**MATERIAL FOR THIS EXERCISE**.

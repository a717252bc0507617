// src/store/facade.rs

use std::fs;
use std::io::Cursor;
use std::path::{Component, Path, PathBuf};
use std::sync::Arc;

use bytes::Bytes;
use image::DynamicImage;
use object_store::aws::{AmazonS3, AmazonS3Builder};
use object_store::{ObjectStore, PutPayload};
use tokio::runtime::Runtime;
use tracing::debug;

use crate::config::StoreConfig;
use crate::error::{FeedError, Result};

/// Synchronous facade over one remote bucket.
///
/// Every operation is a blocking pass-through to the underlying
/// `object_store` client: argument shaping and byte-to-value decoding
/// happen here, while durability, retries, and consistency are inherited
/// unchanged from the client. The facade holds no state beyond the bucket
/// handle and the runtime that drives it.
pub struct BucketStore {
    store: Arc<AmazonS3>,
    runtime: Runtime,
    bucket: String,
}

impl BucketStore {
    /// Connect a facade to the bucket named in `config`.
    ///
    /// # Errors
    ///
    /// Returns an error if the configuration is invalid or the client
    /// cannot be built.
    pub fn new(config: &StoreConfig) -> Result<Self> {
        config.validate()?;

        let mut builder = AmazonS3Builder::new()
            .with_bucket_name(&config.bucket_name)
            .with_region(&config.region)
            .with_endpoint(&config.endpoint)
            .with_access_key_id(&config.access_id)
            .with_secret_access_key(&config.access_key);

        if config.force_path_style {
            builder = builder.with_virtual_hosted_style_request(false);
        }
        if config.allow_http {
            builder = builder.with_allow_http(true);
        }

        let store = builder
            .build()
            .map_err(|e| FeedError::config_with_source("failed to build bucket client", e))?;

        let runtime = tokio::runtime::Builder::new_current_thread()
            .enable_all()
            .build()
            .map_err(|e| FeedError::config_with_source("failed to start store runtime", e))?;

        Ok(Self {
            store: Arc::new(store),
            runtime,
            bucket: config.bucket_name.clone(),
        })
    }

    /// The bucket this facade operates on.
    pub fn bucket(&self) -> &str {
        &self.bucket
    }

    fn key(path: &str) -> object_store::path::Path {
        object_store::path::Path::from(path.trim_start_matches('/'))
    }

    /// List the immediate children of a directory.
    ///
    /// Returns child names only (files and sub-directories, one path
    /// component each), excluding the directory entry itself. Order is
    /// unspecified.
    pub fn listdir(&self, path: &str) -> Result<Vec<String>> {
        let prefix = Self::key(path);
        let listing = self
            .runtime
            .block_on(self.store.list_with_delimiter(Some(&prefix)))
            .map_err(|e| FeedError::storage_with_source(path, "failed to list directory", e))?;

        let keys = listing
            .objects
            .into_iter()
            .map(|meta| meta.location.to_string())
            .chain(listing.common_prefixes.into_iter().map(|p| p.to_string()));

        Ok(immediate_children(prefix.as_ref(), keys))
    }

    /// Read an object's full contents.
    pub fn read(&self, path: &str) -> Result<Bytes> {
        let key = Self::key(path);
        self.runtime
            .block_on(async {
                let result = self.store.get(&key).await?;
                result.bytes().await
            })
            .map_err(|e| FeedError::storage_with_source(path, "failed to read object", e))
    }

    /// Open an object as a seekable reader over its contents.
    pub fn open(&self, path: &str) -> Result<Cursor<Bytes>> {
        Ok(Cursor::new(self.read(path)?))
    }

    /// Write an object, overwriting any existing contents.
    pub fn write(&self, path: &str, data: impl Into<Bytes>) -> Result<()> {
        let key = Self::key(path);
        let payload = PutPayload::from_bytes(data.into());
        self.runtime
            .block_on(self.store.put(&key, payload))
            .map(|_| ())
            .map_err(|e| FeedError::storage_with_source(path, "failed to write object", e))
    }

    /// Download an object to a local file.
    ///
    /// When `local` is `None`, the object's file name is used as the
    /// destination in the current directory. Returns the path written.
    pub fn download(&self, remote: &str, local: Option<&Path>) -> Result<PathBuf> {
        let target = match local {
            Some(path) => path.to_path_buf(),
            None => {
                let name = remote_basename(remote);
                if name.is_empty() {
                    return Err(FeedError::storage(remote, "object key has no file name"));
                }
                PathBuf::from(name)
            }
        };

        let data = self.read(remote)?;
        fs::write(&target, &data).map_err(|e| {
            FeedError::storage_with_source(
                target.display().to_string(),
                "failed to write downloaded object",
                e,
            )
        })?;
        Ok(target)
    }

    /// Read an object and decode it as an image.
    ///
    /// The format is sniffed from the bytes. Callers convert color layout
    /// on the returned [`DynamicImage`] as needed.
    pub fn read_image(&self, path: &str) -> Result<DynamicImage> {
        let data = self.read(path)?;
        image::load_from_memory(&data).map_err(|e| FeedError::decode(path, e.to_string()))
    }

    /// Upload every file under a local directory, recursively.
    ///
    /// Remote keys mirror the local paths as given, with root and
    /// current-directory components dropped.
    pub fn upload_dir(&self, dir: &Path) -> Result<()> {
        let mut uploaded = 0usize;
        self.upload_dir_inner(dir, &mut uploaded)?;
        debug!(dir = %dir.display(), uploaded, "uploaded directory");
        Ok(())
    }

    fn upload_dir_inner(&self, dir: &Path, uploaded: &mut usize) -> Result<()> {
        let entries = fs::read_dir(dir).map_err(|e| {
            FeedError::storage_with_source(
                dir.display().to_string(),
                "failed to read directory",
                e,
            )
        })?;

        for entry in entries {
            let entry = entry.map_err(|e| {
                FeedError::storage_with_source(
                    dir.display().to_string(),
                    "failed to read directory entry",
                    e,
                )
            })?;
            let path = entry.path();

            if path.is_dir() {
                self.upload_dir_inner(&path, uploaded)?;
            } else {
                let data = fs::read(&path).map_err(|e| {
                    FeedError::storage_with_source(
                        path.display().to_string(),
                        "failed to read file",
                        e,
                    )
                })?;
                self.write(&object_key(&path), data)?;
                *uploaded += 1;
            }
        }
        Ok(())
    }
}

/// Extract immediate child names from a delimiter listing.
///
/// The entry whose key equals the listed directory itself (the directory
/// placeholder object, when present) is excluded.
fn immediate_children(prefix: &str, keys: impl Iterator<Item = String>) -> Vec<String> {
    keys.filter(|key| key.as_str() != prefix)
        .filter_map(|key| key.rsplit('/').next().map(str::to_string))
        .filter(|name| !name.is_empty())
        .collect()
}

/// Final path component of an object key.
fn remote_basename(remote: &str) -> &str {
    remote.trim_end_matches('/').rsplit('/').next().unwrap_or("")
}

/// Map a local path to an object key, dropping root and current-directory
/// components and joining the rest with `/`.
fn object_key(path: &Path) -> String {
    let mut key = String::new();
    for component in path.components() {
        if let Component::Normal(part) = component {
            if !key.is_empty() {
                key.push('/');
            }
            key.push_str(&part.to_string_lossy());
        }
    }
    key
}

#[cfg(test)]
mod tests {
    use super::*;

    fn test_config() -> StoreConfig {
        StoreConfig {
            access_id: "test-id".to_string(),
            access_key: "test-key".to_string(),
            endpoint: "https://oss.example.com".to_string(),
            bucket_name: "test-bucket".to_string(),
            ..Default::default()
        }
    }

    #[test]
    fn test_new_builds_client() {
        let store = BucketStore::new(&test_config()).unwrap();
        assert_eq!(store.bucket(), "test-bucket");
    }

    #[test]
    fn test_new_rejects_empty_credentials() {
        let mut config = test_config();
        config.access_key = String::new();
        assert!(BucketStore::new(&config).is_err());
    }

    #[test]
    fn test_key_strips_leading_slash() {
        assert_eq!(BucketStore::key("/data/train/a.png").as_ref(), "data/train/a.png");
        assert_eq!(BucketStore::key("data/train/a.png").as_ref(), "data/train/a.png");
    }

    #[test]
    fn test_immediate_children_excludes_directory_itself() {
        let keys = vec![
            "data/train".to_string(),
            "data/train/a.png".to_string(),
            "data/train/b.png".to_string(),
            "data/train/labels".to_string(),
        ];

        let mut children = immediate_children("data/train", keys.into_iter());
        children.sort();
        assert_eq!(children, vec!["a.png", "b.png", "labels"]);
    }

    #[test]
    fn test_immediate_children_empty_listing() {
        let children = immediate_children("data/train", std::iter::empty());
        assert!(children.is_empty());
    }

    #[test]
    fn test_remote_basename() {
        assert_eq!(remote_basename("data/train/a.png"), "a.png");
        assert_eq!(remote_basename("data/train/"), "train");
        assert_eq!(remote_basename("a.png"), "a.png");
        assert_eq!(remote_basename(""), "");
        assert_eq!(remote_basename("/"), "");
    }

    #[test]
    fn test_object_key_mirrors_path() {
        assert_eq!(
            object_key(Path::new("ckpt/step-10/weights.bin")),
            "ckpt/step-10/weights.bin"
        );
        assert_eq!(
            object_key(Path::new("./ckpt/weights.bin")),
            "ckpt/weights.bin"
        );
        assert_eq!(object_key(Path::new("/tmp/out/final.bin")), "tmp/out/final.bin");
    }

    // Live listdir/read/write/download tests require a reachable
    // S3-compatible endpoint; the pass-through logic above is covered by
    // the pure helpers and construction tests.
}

**INSTRUCTIONS TO FOLLOW**. Go through the entries and return each line where the word "tokio" occurs.

**TASK OUTPUT**.
use tokio::runtime::Runtime;
        let runtime = tokio::runtime::Builder::new_current_thread()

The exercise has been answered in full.